In enacting the ACA, Congress required large employers to provide basic preventive care for employees. That turned out to include all 20 contraceptive methods approved by the Food and Drug Administration.
Under the law, religious nonprofits were exempted from this requirement, but for-profit corporations were not.
The lead plaintiff before the court is Hobby Lobby Inc., a chain of 500 arts and crafts stores with 13,000 employees. The owners are conservative Christians who object to certain methods of birth control — IUDs and morning-after pills — because they can interfere with the creation of life once an egg is fertilized.
Before arguments get underway at the Supreme Court this morning, be sure to read Gabriel Malor's take down of lies the media has been telling readers and viewers about this case over at The Federalist.

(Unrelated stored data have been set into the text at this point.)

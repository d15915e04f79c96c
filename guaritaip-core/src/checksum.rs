//! Guarita IP checksum algorithm
//!
//! Every command frame ends with a single checksum byte:
//! 1. Sum the byte values of the command code and payload
//! 2. Keep the least-significant byte of the sum (sum mod 256)

use tracing::trace;

/// Calculate the checksum of a frame body
///
/// # Algorithm
///
/// ```text
/// 1. Sum every byte: [code_hi, code_lo, ...payload]
/// 2. Return sum & 0xFF
/// ```
///
/// # Examples
///
/// ```
/// use guaritaip_core::checksum;
///
/// assert_eq!(checksum::calculate(&[0x00, 0x0C]), 0x0C);
/// assert_eq!(checksum::calculate(&[0xFF, 0x02]), 0x01);
/// ```
pub fn calculate(body: &[u8]) -> u8 {
    let checksum = body.iter().fold(0u8, |sum, byte| sum.wrapping_add(*byte));

    trace!(
        body_len = body.len(),
        checksum = format!("0x{:02X}", checksum),
        "Calculated checksum"
    );

    checksum
}

/// Verify the trailing checksum byte of a complete frame
///
/// Returns `false` for an empty frame.
pub fn verify(frame: &[u8]) -> bool {
    match frame.split_last() {
        Some((last, body)) => calculate(body) == *last,
        None => false,
    }
}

This week, the Supreme Court will consider whether businesses and their owners must choose between paying millions of dollars in fines and violating their religious beliefs. The outcome of the combined cases, popularly styled Sebelius v. Hobby Lobby, will shape how government interacts with religious Americans for decades to come. It is no overstatement to say that an adverse outcome would banish from public life many Americans who wish to go on operating their businesses in accordance with their religious beliefs, as they have for decades.
But a funny thing happens if you pick up a newspaper covering these cases. The leftist papers do not mention the substantial monetary burden put on religious business owners to violate their consciences. The papers do not mention that contraception was both inexpensive and widely available before the contraception mandate, and still is. The papers omit to mention that it isn’t the businesses who have radically changed, but the mandates from government.
Quite simply, if you read a newspaper to find out about the contraception mandate cases, you will read lies.
As Malor points out in his piece, this case isn't about women's rights, gay rights or corporate rights as the media would like us to believe, but is instead about whether the government can force companies to drop their religious beliefs as soon as they go into business. As Malor also points out, businesses have been operating based on their religious beliefs for decades, this case will determine whether they are allowed to continue that practice.
According to the Kaiser Family Foundation, before Obamacare was signed into law in 2010, 85 percent of corporations voluntarily offered the contraception coverage the law now mandates. It's hard to believe the Supreme Court would put the "right" to contraception above the First Amendment in this case. The Justices will hear arguments today but won't announce a ruling until June.